● **Action item**: Search the data below, and report every line in which "PageScroller" occurs.

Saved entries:
::::

//! Pure easing functions mapping progress in [0, 1] to eased progress in [0, 1]

pub use crate::config::EasingType;

/// Extension trait for EasingType with calculation methods
pub trait EasingTypeExt {
    /// Apply the easing function to a progress value
    ///
    /// # Arguments
    /// * `t` - Progress value in range [0, 1]
    ///
    /// # Returns
    /// Eased value in range [0, 1]
    fn apply(&self, t: f64) -> f64;
}

impl EasingTypeExt for EasingType {
    #[inline]
    fn apply(&self, t: f64) -> f64 {
        let t = if t.is_nan() { 0.0 } else { t.clamp(0.0, 1.0) };
        match self {
            EasingType::None => {
                if t < 1.0 {
                    0.0
                } else {
                    1.0
                }
            }
            EasingType::Linear => t,
            EasingType::Cubic => cubic_ease_out(t),
            EasingType::Quintic => quintic_ease_out(t),
            EasingType::EaseOut => exponential_ease_out(t),
            EasingType::EaseInOut => cubic_ease_in_out(t),
        }
    }
}

/// Cubic ease-out: f(t) = 1 - (1-t)³
#[inline]
fn cubic_ease_out(t: f64) -> f64 {
    let inv = 1.0 - t;
    1.0 - inv * inv * inv
}

/// Quintic ease-out: f(t) = 1 - (1-t)⁵
#[inline]
fn quintic_ease_out(t: f64) -> f64 {
    let inv = 1.0 - t;
    1.0 - inv.powi(5)
}

/// Exponential ease-out: f(t) = 1 - 2^(-10t)
#[inline]
fn exponential_ease_out(t: f64) -> f64 {
    if t >= 1.0 {
        1.0
    } else {
        1.0 - 2.0_f64.powf(-10.0 * t)
    }
}

/// Cubic ease-in-out, symmetric around t = 0.5
#[inline]
fn cubic_ease_in_out(t: f64) -> f64 {
    if t < 0.5 {
        4.0 * t * t * t
    } else {
        let inv = -2.0 * t + 2.0;
        1.0 - inv * inv * inv / 2.0
    }
}

#[cfg(test)]
mod tests {
    use super::*;

    const CURVES: [EasingType; 5] = [
        EasingType::Linear,
        EasingType::Cubic,
        EasingType::Quintic,
        EasingType::EaseOut,
        EasingType::EaseInOut,
    ];

    #[test]
    fn test_easing_boundaries() {
        for easing in CURVES {
            assert!(easing.apply(0.0).abs() < 0.001, "{:?} at t=0", easing);
            assert!((easing.apply(1.0) - 1.0).abs() < 0.001, "{:?} at t=1", easing);
        }
        assert_eq!(EasingType::None.apply(0.99), 0.0);
        assert_eq!(EasingType::None.apply(1.0), 1.0);
    }

    #[test]
    fn test_easing_monotonic() {
        for easing in CURVES {
            let mut prev = 0.0;
            for i in 0..=20 {
                let t = i as f64 / 20.0;
                let v = easing.apply(t);
                assert!(v >= prev, "{:?} not monotonic at t={}", easing, t);
                prev = v;
            }
        }
    }

    #[test]
    fn test_out_of_range_input_is_clamped() {
        assert_eq!(EasingType::Linear.apply(-1.0), 0.0);
        assert_eq!(EasingType::Linear.apply(4.0), 1.0);
        assert_eq!(EasingType::Cubic.apply(f64::NAN), 0.0);
    }
}
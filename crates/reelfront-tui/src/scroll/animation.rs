//! Page scroll controller
//!
//! Batches scroll requests between frames and eases toward the target row.
//! Under reduced motion every scroll lands immediately.

use std::time::{Duration, Instant};

use reelfront_core::anim::Tween;
use reelfront_core::config::ScrollConfig;
use reelfront_core::MotionPreference;

#[derive(Debug, Clone)]
pub struct PageScroller {
    animation: Option<Tween>,
    config: ScrollConfig,
    /// Current row offset (always up to date)
    current: u16,
    /// Scroll requests not yet folded into an animation
    pending_delta: i32,
    max_scroll: u16,
}

impl Default for PageScroller {
    fn default() -> Self {
        Self::new(ScrollConfig::default())
    }
}

impl PageScroller {
    pub fn new(config: ScrollConfig) -> Self {
        Self {
            animation: None,
            config,
            current: 0,
            pending_delta: 0,
            max_scroll: 0,
        }
    }

    fn duration(&self) -> Duration {
        Duration::from_millis(self.config.animation_duration_ms)
    }

    fn is_smooth(&self, motion: &impl MotionPreference) -> bool {
        self.config.smooth_enabled
            && self.config.animation_duration_ms > 0
            && !motion.prefers_reduced_motion()
    }

    #[inline]
    pub fn current(&self) -> u16 {
        self.current
    }

    pub fn max_scroll(&self) -> u16 {
        self.max_scroll
    }

    /// Content or viewport changed; keeps the offset in range
    pub fn set_bounds(&mut self, content_height: u16, viewport_height: u16) {
        self.max_scroll = content_height.saturating_sub(viewport_height);
        self.current = self.current.min(self.max_scroll);
    }

    /// Whether frames are needed to finish pending work
    #[inline]
    pub fn needs_update(&self) -> bool {
        self.animation.is_some() || self.pending_delta != 0
    }

    pub fn target(&self) -> u16 {
        self.animation
            .as_ref()
            .map(|a| a.to().round().max(0.0) as u16)
            .unwrap_or(self.current)
    }

    /// Jump without animating
    pub fn set(&mut self, row: u16) {
        self.animation = None;
        self.pending_delta = 0;
        self.current = row.min(self.max_scroll);
    }

    /// Scroll by `delta` rows, positive is down
    pub fn scroll_by(&mut self, delta: i32, motion: &impl MotionPreference) {
        if !self.is_smooth(motion) {
            self.set((i32::from(self.current) + delta).clamp(0, i32::from(self.max_scroll)) as u16);
            return;
        }
        self.pending_delta += delta;
    }

    pub fn scroll_lines(&self) -> i32 {
        i32::from(self.config.scroll_lines.max(1))
    }

    pub fn half_page(viewport_height: u16) -> i32 {
        i32::from((viewport_height / 2).max(1))
    }

    pub fn to_top(&mut self, now: Instant, motion: &impl MotionPreference) {
        self.scroll_to(0, now, motion);
    }

    pub fn to_bottom(&mut self, now: Instant, motion: &impl MotionPreference) {
        self.scroll_to(self.max_scroll, now, motion);
    }

    pub fn scroll_to(&mut self, row: u16, now: Instant, motion: &impl MotionPreference) {
        let row = row.min(self.max_scroll);
        self.pending_delta = 0;
        if !self.is_smooth(motion) || row == self.current {
            self.set(row);
            return;
        }
        self.animation = Some(Tween::new(
            now,
            f64::from(self.current),
            f64::from(row),
            self.duration(),
            self.config.easing,
        ));
    }

    /// Advance the animation and return the row to draw
    pub fn update(&mut self, now: Instant) -> u16 {
        if self.pending_delta != 0 {
            let target = (i32::from(self.target()) + self.pending_delta)
                .clamp(0, i32::from(self.max_scroll)) as u16;
            self.pending_delta = 0;
            if target != self.current {
                self.animation = Some(Tween::new(
                    now,
                    f64::from(self.current),
                    f64::from(target),
                    self.duration(),
                    self.config.easing,
                ));
            } else {
                self.animation = None;
            }
        }

        if let Some(tween) = &self.animation {
            let row = tween.sample(now).round().clamp(0.0, f64::from(u16::MAX)) as u16;
            self.current = row.min(self.max_scroll);
            if tween.is_done(now) {
                self.animation = None;
            }
        }

        self.current
    }
}

#[cfg(test)]
mod tests {
    use super::*;

    fn scroller(smooth: bool) -> PageScroller {
        let mut scroller = PageScroller::new(ScrollConfig {
            smooth_enabled: smooth,
            animation_duration_ms: 100,
            ..Default::default()
        });
        scroller.set_bounds(200, 40);
        scroller
    }

    #[test]
    fn test_instant_scroll_when_disabled() {
        let mut scroller = scroller(false);
        scroller.scroll_by(10, &false);
        assert_eq!(scroller.current(), 10);
        assert!(!scroller.needs_update());
    }

    #[test]
    fn test_reduced_motion_is_instant() {
        let mut scroller = scroller(true);
        scroller.scroll_by(10, &true);
        assert_eq!(scroller.current(), 10);
    }

    #[test]
    fn test_scroll_by_batching() {
        let mut scroller = scroller(true);
        scroller.scroll_by(10, &false);
        scroller.scroll_by(10, &false);
        scroller.scroll_by(10, &false);

        let now = Instant::now();
        scroller.update(now);
        assert_eq!(scroller.target(), 30);
        assert_eq!(scroller.update(now + Duration::from_millis(100)), 30);
        assert!(!scroller.needs_update());
    }

    #[test]
    fn test_clamped_to_bounds() {
        let mut scroller = scroller(false);
        scroller.scroll_by(1000, &false);
        assert_eq!(scroller.current(), 160);
        scroller.set_bounds(100, 40);
        assert_eq!(scroller.current(), 60);
        scroller.scroll_by(-1000, &false);
        assert_eq!(scroller.current(), 0);
    }

    #[test]
    fn test_scroll_to_bottom_animates() {
        let mut scroller = scroller(true);
        let now = Instant::now();
        scroller.to_bottom(now, &false);
        assert!(scroller.needs_update());
        let mid = scroller.update(now + Duration::from_millis(50));
        assert!(mid > 0 && mid < 160, "mid {mid}");
        assert_eq!(scroller.update(now + Duration::from_millis(150)), 160);
    }
}
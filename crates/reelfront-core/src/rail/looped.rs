//! Looped content buffer
//!
//! A rail shows its items twice in a row so the viewport can slide over the
//! seam without a visible jump. The doubled sequence is a read-only view over
//! the shared source list; the items themselves are never copied or touched.

use std::sync::Arc;

use tracing::debug;

/// Anything a rail can carry
pub trait RailItem {
    /// Stable identity of the item (image src, testimonial attribution, ...)
    fn source_id(&self) -> &str;
}

/// The source sequence repeated twice, order preserved in each half
#[derive(Debug)]
pub struct LoopedSequence<T> {
    source: Arc<[T]>,
}

impl<T> Clone for LoopedSequence<T> {
    fn clone(&self) -> Self {
        Self {
            source: Arc::clone(&self.source),
        }
    }
}

impl<T> LoopedSequence<T> {
    pub fn new(source: Arc<[T]>) -> Self {
        Self { source }
    }

    /// Replace the source list, keeping the current view when it is the same list
    ///
    /// Returns `true` when the sequence was rebuilt.
    pub fn refresh(&mut self, source: &Arc<[T]>) -> bool {
        if Arc::ptr_eq(&self.source, source) {
            return false;
        }
        debug!(items = source.len(), "looped sequence rebuilt");
        self.source = Arc::clone(source);
        true
    }

    /// Length of the doubled sequence
    pub fn len(&self) -> usize {
        self.source.len() * 2
    }

    pub fn is_empty(&self) -> bool {
        self.source.is_empty()
    }

    /// Length of one half, i.e. the original sequence
    pub fn period(&self) -> usize {
        self.source.len()
    }

    pub fn get(&self, index: usize) -> Option<&T> {
        if index >= self.len() {
            return None;
        }
        self.source.get(index % self.source.len())
    }

    pub fn source(&self) -> &Arc<[T]> {
        &self.source
    }

    pub fn iter(&self) -> impl Iterator<Item = &T> + '_ {
        self.source.iter().chain(self.source.iter())
    }
}

#[cfg(test)]
mod tests {
    use super::*;

    #[derive(Debug, PartialEq)]
    struct Card(&'static str);

    impl RailItem for Card {
        fn source_id(&self) -> &str {
            self.0
        }
    }

    fn cards(ids: &[&'static str]) -> Arc<[Card]> {
        ids.iter().map(|id| Card(id)).collect::<Vec<_>>().into()
    }

    #[test]
    fn test_loop_invariant() {
        for n in 1..6 {
            let ids = ["a", "b", "c", "d", "e"];
            let looped = LoopedSequence::new(cards(&ids[..n]));
            assert_eq!(looped.len(), 2 * n);
            for i in 0..n {
                assert_eq!(looped.get(i), looped.get(i + n));
            }
            let order: Vec<&str> = looped.iter().map(|c| c.source_id()).collect();
            assert_eq!(&order[..n], &ids[..n]);
            assert_eq!(&order[n..], &ids[..n]);
        }
    }

    #[test]
    fn test_empty_source() {
        let looped = LoopedSequence::new(cards(&[]));
        assert!(looped.is_empty());
        assert_eq!(looped.len(), 0);
        assert!(looped.get(0).is_none());
    }

    #[test]
    fn test_out_of_range_index() {
        let looped = LoopedSequence::new(cards(&["a", "b"]));
        assert!(looped.get(4).is_none());
    }

    #[test]
    fn test_refresh_memoizes_on_identity() {
        let first = cards(&["a", "b"]);
        let mut looped = LoopedSequence::new(Arc::clone(&first));
        assert!(!looped.refresh(&first));

        // Equal contents, different list: rebuilt
        let second = cards(&["a", "b"]);
        assert!(looped.refresh(&second));
        assert!(Arc::ptr_eq(looped.source(), &second));
    }
}
pub mod check;
pub mod config;
pub mod routes;
pub mod run;
pub mod show;
pub mod simulate;
mod about;
mod contact;
mod games;
mod home;
mod player;
mod popup;
mod rail;
mod sections;
mod shell;
mod status_bar;
pub mod text;

pub use about::AboutPage;
pub use contact::ContactPage;
pub use games::GamesPage;
pub use home::HomePage;
pub use popup::HelpPopup;
pub use shell::{Footer, NavBar};
pub use status_bar::StatusBarWidget;

use ratatui::layout::{Constraint, Direction, Layout};
use ratatui::style::Style;
use ratatui::widgets::Block;
use ratatui::Frame;
use reelfront_core::Route;

use crate::app::{App, Mode};

/// Draw one full frame: nav bar, current page, footer and status bar
pub fn draw(frame: &mut Frame, app: &mut App) {
    let size = frame.area();
    frame.render_widget(Block::default().style(Style::default().bg(app.theme.bg0)), size);

    let rows = Layout::default()
        .direction(Direction::Vertical)
        .constraints([
            Constraint::Length(1),
            Constraint::Min(1),
            Constraint::Length(1),
            Constraint::Length(1),
        ])
        .split(size);

    NavBar::render(frame, rows[0], app);
    match app.route() {
        Route::Home => HomePage::render(frame, rows[1], app),
        Route::About => AboutPage::render(frame, rows[1], app),
        Route::Contact => ContactPage::render(frame, rows[1], app),
        Route::Games => GamesPage::render(frame, rows[1], app),
    }
    Footer::render(frame, rows[2], app);
    StatusBarWidget::render(frame, rows[3], app);

    if app.mode == Mode::Help {
        HelpPopup::render(frame, app);
    }
}
//! Configuration for the snapshot store.
//!
//! Loads configuration from a TOML file; every field has a usable default so
//! embedding applications can run without any file at all.

use serde::{Deserialize, Serialize};
use std::path::PathBuf;

#[derive(Debug, Clone, Serialize, Deserialize)]
pub struct StoreConfig {
    /// Name of the storage directory created inside the workspace root
    #[serde(default = "default_storage_dir")]
    pub storage_dir: String,

    /// Size in bytes above which a freshly written container logs a warning.
    /// Informational only; nothing is rejected.
    #[serde(default = "default_max_snapshot_size")]
    pub max_snapshot_size: u64,

    /// Exclude patterns applied to every capture, on top of any the caller
    /// supplies per operation
    #[serde(default = "default_excludes")]
    pub default_excludes: Vec<String>,

    /// Auto-clean retention window in days. Carried for the caller, which
    /// deletes records older than the cutoff; the engine never acts on it.
    #[serde(default)]
    pub retention_days: Option<u32>,
}

fn default_storage_dir() -> String {
    ".snapshots".to_string()
}

fn default_max_snapshot_size() -> u64 {
    100 * 1024 * 1024 // 100 MB
}

fn default_excludes() -> Vec<String> {
    [
        // Version control metadata
        ".git", ".svn", ".hg",
        // Build output
        "target", "node_modules", "dist", "build", "out",
        // Editor settings
        ".vscode", ".idea",
        // Logs
        "*.log",
    ]
    .iter()
    .map(|s| s.to_string())
    .collect()
}

impl Default for StoreConfig {
    fn default() -> Self {
        StoreConfig {
            storage_dir: default_storage_dir(),
            max_snapshot_size: default_max_snapshot_size(),
            default_excludes: default_excludes(),
            retention_days: None,
        }
    }
}

impl StoreConfig {
    /// Load configuration from a TOML file
    pub fn from_file(path: &PathBuf) -> anyhow::Result<Self> {
        let content = std::fs::read_to_string(path)?;
        let config: StoreConfig = toml::from_str(&content)?;
        Ok(config)
    }
}
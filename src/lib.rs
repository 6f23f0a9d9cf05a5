//! Workspace Snapshot Store
//!
//! Storage engine that captures the state of a working directory tree as a
//! single container file plus an ordered index record, and restores it
//! later with an automatic backup of the state being overwritten. The
//! interactive command surface sits on top of [`store::SnapshotStorage`];
//! this crate owns scanning, filtering, packing, and index consistency.

pub mod archive;
pub mod config;
pub mod filter;
pub mod fs;
pub mod index;
pub mod store;
pub mod utils;

// Re-export commonly used types
pub use config::StoreConfig;
pub use filter::PatternFilter;
pub use fs::walker::ScanWarning;
pub use index::{MetadataIndex, SnapshotRecord};
pub use store::{backup::BackupManager, CreateOptions, CreateOutcome, SnapshotStorage};
pub use utils::errors::StoreError;
pub type Result<T> = std::result::Result<T, StoreError>;
//! Custom error types for the snapshot store.

use thiserror::Error;

#[derive(Error, Debug)]
pub enum StoreError {
    #[error("Storage error: {0}")]
    Storage(String),

    #[error("I/O error: {0}")]
    Io(#[from] std::io::Error),

    #[error("Snapshot not found: {0}")]
    NotFound(String),

    #[error("Conflict: {0}")]
    Conflict(String),

    #[error("Corrupt container: {0}")]
    CorruptContainer(String),

    #[error("Corrupt index: {0}")]
    CorruptIndex(String),

    #[error("Invalid pattern '{pattern}': {reason}")]
    Pattern { pattern: String, reason: String },

    #[error("Serialization error: {0}")]
    Serialization(#[from] serde_json::Error),

    #[error("Operation cancelled")]
    Cancelled,
}

pub type Result<T> = std::result::Result<T, StoreError>;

::::

● **Result of this task**:
pub struct PageScroller {
impl Default for PageScroller {
impl PageScroller {
    fn scroller(smooth: bool) -> PageScroller {
        let mut scroller = PageScroller::new(ScrollConfig {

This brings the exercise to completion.